*** SUPPLIED RECORDS Section Begins ***
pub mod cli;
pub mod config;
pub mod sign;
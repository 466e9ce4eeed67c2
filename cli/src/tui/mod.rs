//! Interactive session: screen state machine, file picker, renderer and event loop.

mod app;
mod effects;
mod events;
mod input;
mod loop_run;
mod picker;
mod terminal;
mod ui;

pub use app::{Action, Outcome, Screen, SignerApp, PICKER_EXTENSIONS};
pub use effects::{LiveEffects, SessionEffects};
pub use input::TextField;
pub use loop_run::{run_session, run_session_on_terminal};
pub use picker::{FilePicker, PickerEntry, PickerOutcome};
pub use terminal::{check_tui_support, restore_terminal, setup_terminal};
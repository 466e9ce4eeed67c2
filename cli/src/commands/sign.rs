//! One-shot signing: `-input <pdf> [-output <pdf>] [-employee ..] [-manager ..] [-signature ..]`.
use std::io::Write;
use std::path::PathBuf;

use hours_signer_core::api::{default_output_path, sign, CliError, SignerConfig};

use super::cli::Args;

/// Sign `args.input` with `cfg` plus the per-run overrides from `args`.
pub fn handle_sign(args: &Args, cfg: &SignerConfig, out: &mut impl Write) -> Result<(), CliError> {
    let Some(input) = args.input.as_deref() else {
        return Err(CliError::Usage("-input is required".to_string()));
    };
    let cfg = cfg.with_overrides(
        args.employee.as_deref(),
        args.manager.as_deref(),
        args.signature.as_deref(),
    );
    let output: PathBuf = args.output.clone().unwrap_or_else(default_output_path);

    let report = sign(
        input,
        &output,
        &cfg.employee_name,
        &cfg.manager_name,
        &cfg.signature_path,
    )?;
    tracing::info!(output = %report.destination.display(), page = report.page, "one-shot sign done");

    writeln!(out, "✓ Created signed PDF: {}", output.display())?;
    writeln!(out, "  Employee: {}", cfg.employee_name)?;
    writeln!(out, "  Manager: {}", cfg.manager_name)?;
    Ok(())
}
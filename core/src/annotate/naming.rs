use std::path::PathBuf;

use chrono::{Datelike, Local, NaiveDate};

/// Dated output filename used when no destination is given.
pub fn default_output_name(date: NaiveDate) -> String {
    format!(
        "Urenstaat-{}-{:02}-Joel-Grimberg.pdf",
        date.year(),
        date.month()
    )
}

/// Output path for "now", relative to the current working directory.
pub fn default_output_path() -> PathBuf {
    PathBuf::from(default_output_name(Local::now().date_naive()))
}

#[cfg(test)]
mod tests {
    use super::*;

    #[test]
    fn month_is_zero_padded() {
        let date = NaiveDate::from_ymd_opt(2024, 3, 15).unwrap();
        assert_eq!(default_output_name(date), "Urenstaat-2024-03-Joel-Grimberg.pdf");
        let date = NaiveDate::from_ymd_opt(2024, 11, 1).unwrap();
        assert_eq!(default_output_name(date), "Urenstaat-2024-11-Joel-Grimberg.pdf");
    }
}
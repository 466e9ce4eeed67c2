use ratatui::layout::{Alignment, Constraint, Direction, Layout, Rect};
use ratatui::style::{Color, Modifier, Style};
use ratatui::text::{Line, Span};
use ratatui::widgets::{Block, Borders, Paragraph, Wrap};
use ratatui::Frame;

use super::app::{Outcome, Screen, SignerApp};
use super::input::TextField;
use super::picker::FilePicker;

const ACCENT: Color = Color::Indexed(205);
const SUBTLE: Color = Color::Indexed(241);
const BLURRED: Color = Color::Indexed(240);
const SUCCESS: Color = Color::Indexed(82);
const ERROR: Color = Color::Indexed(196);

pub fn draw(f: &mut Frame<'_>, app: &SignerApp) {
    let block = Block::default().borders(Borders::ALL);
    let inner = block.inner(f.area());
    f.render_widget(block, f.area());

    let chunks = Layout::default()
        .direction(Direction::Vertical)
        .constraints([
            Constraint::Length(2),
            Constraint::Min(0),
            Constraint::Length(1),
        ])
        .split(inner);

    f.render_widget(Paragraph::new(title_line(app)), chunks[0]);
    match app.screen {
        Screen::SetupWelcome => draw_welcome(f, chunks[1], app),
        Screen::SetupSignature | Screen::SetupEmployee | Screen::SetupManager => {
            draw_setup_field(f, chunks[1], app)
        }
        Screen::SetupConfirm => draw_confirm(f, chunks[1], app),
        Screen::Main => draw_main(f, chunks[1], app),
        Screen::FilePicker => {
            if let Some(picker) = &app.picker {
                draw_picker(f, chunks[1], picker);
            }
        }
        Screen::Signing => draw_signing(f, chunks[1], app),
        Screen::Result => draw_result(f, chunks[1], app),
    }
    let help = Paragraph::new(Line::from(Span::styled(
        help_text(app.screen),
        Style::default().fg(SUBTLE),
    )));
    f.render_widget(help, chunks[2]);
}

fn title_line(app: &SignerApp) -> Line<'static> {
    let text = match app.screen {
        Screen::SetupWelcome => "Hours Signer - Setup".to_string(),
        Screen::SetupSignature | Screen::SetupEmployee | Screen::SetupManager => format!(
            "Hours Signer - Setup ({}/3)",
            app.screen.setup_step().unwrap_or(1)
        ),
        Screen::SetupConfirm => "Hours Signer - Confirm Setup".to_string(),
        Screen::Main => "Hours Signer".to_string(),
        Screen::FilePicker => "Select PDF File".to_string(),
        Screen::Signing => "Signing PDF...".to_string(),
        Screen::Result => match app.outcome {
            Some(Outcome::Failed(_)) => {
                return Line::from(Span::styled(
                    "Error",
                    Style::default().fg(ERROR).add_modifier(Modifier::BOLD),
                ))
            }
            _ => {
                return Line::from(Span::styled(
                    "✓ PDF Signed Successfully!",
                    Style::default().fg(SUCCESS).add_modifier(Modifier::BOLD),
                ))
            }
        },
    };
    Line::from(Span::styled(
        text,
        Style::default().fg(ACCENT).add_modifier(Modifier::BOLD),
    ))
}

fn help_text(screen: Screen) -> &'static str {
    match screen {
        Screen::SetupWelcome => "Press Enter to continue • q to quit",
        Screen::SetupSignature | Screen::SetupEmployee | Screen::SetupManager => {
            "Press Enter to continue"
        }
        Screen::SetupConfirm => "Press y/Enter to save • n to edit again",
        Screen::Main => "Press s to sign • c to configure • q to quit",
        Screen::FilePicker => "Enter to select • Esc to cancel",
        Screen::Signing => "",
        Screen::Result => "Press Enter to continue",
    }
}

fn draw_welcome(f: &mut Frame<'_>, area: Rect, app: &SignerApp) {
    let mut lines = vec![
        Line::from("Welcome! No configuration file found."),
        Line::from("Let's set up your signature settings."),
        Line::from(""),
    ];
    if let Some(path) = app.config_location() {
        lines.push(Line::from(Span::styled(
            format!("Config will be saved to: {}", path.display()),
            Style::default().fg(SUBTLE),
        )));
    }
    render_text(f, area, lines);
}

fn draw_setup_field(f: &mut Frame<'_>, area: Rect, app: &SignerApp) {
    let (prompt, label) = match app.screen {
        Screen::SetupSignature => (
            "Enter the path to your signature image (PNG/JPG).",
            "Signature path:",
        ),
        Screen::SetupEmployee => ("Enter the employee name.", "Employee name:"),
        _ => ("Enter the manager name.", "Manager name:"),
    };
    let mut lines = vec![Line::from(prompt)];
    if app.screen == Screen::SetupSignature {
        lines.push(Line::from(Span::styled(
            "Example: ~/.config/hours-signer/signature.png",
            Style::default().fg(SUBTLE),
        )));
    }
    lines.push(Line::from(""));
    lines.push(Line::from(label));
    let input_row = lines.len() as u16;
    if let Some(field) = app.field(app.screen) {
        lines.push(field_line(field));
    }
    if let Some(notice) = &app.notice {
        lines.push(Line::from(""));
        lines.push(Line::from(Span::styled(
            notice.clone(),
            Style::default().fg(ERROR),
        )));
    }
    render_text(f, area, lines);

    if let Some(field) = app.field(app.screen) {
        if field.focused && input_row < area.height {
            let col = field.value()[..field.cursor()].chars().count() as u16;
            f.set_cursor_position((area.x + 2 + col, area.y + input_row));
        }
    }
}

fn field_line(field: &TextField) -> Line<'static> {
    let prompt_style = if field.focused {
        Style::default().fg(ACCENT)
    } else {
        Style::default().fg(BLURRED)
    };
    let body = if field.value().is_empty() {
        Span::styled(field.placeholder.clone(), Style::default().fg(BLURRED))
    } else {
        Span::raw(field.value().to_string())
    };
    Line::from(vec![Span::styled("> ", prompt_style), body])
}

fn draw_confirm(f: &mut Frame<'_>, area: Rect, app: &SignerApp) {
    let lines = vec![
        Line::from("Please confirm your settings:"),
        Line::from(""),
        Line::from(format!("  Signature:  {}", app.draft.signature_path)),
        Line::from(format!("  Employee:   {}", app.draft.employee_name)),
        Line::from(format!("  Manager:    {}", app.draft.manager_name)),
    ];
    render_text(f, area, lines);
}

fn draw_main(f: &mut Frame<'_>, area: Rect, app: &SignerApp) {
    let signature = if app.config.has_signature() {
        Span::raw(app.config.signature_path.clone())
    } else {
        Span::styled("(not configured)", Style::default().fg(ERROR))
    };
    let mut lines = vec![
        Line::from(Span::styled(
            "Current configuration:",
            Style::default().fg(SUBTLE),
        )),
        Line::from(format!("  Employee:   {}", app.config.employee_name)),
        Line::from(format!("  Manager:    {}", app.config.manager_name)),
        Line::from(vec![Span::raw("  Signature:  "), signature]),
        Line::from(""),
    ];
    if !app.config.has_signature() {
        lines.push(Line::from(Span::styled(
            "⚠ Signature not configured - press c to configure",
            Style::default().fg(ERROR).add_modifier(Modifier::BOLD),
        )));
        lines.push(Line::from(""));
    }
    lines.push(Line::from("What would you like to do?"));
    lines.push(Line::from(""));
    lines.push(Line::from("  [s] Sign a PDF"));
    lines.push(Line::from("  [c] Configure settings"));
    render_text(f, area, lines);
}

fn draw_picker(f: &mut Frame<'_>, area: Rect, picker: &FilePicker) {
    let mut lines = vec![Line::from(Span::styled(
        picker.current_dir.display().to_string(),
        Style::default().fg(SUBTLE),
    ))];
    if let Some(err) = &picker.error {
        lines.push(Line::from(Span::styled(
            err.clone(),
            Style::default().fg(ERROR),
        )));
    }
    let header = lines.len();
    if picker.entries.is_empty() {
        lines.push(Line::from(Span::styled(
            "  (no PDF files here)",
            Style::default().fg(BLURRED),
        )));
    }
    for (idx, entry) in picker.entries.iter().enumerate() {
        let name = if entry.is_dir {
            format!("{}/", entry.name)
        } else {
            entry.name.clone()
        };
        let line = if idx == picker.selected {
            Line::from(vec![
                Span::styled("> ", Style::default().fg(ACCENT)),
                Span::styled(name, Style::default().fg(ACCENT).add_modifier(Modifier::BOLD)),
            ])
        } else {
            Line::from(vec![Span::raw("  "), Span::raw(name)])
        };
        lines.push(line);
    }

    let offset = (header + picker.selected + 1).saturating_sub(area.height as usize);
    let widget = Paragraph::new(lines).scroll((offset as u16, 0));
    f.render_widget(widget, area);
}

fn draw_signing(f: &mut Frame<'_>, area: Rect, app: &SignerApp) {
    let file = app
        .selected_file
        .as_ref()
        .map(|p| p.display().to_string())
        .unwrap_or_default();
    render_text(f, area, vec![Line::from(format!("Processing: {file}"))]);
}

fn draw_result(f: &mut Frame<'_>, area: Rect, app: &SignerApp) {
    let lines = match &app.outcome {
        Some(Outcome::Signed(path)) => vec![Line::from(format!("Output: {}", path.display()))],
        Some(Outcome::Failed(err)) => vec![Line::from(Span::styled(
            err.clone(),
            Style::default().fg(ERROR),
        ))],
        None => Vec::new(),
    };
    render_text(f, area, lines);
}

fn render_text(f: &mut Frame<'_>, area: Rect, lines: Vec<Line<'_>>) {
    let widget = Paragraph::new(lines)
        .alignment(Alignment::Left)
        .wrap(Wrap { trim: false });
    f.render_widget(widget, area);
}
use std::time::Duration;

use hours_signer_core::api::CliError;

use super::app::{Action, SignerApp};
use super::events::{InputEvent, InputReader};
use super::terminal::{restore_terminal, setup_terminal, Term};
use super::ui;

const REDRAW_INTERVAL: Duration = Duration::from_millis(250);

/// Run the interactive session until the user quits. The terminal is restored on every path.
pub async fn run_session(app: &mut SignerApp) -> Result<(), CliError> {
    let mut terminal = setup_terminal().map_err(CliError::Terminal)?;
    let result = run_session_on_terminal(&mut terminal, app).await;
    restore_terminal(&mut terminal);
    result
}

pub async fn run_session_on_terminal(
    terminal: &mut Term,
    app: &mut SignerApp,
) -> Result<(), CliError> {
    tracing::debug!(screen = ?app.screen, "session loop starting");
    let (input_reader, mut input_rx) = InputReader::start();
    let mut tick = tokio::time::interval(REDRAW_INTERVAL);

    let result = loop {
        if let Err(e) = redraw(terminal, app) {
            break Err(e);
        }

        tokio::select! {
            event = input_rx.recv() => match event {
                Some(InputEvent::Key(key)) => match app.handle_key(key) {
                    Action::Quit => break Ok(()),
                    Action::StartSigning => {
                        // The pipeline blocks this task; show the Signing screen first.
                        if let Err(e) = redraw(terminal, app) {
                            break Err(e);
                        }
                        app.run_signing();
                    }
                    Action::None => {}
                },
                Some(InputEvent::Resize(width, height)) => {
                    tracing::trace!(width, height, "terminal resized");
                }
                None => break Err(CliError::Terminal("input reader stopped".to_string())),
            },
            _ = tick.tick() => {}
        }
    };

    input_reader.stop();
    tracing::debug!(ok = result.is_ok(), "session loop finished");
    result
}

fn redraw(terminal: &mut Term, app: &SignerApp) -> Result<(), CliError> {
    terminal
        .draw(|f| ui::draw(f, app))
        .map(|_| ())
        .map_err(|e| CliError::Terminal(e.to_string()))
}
*** SUPPLIED RECORDS Section Ends ***
#### [GOAL OF THE EXERCISE]
Copy every line of the data where "height" is found.

#### [RESPONSE TO THIS TASK]
        if field.focused && input_row < area.height {
    let offset = (header + picker.selected + 1).saturating_sub(area.height as usize);
                Some(InputEvent::Resize(width, height)) => {
                    tracing::trace!(width, height, "terminal resized");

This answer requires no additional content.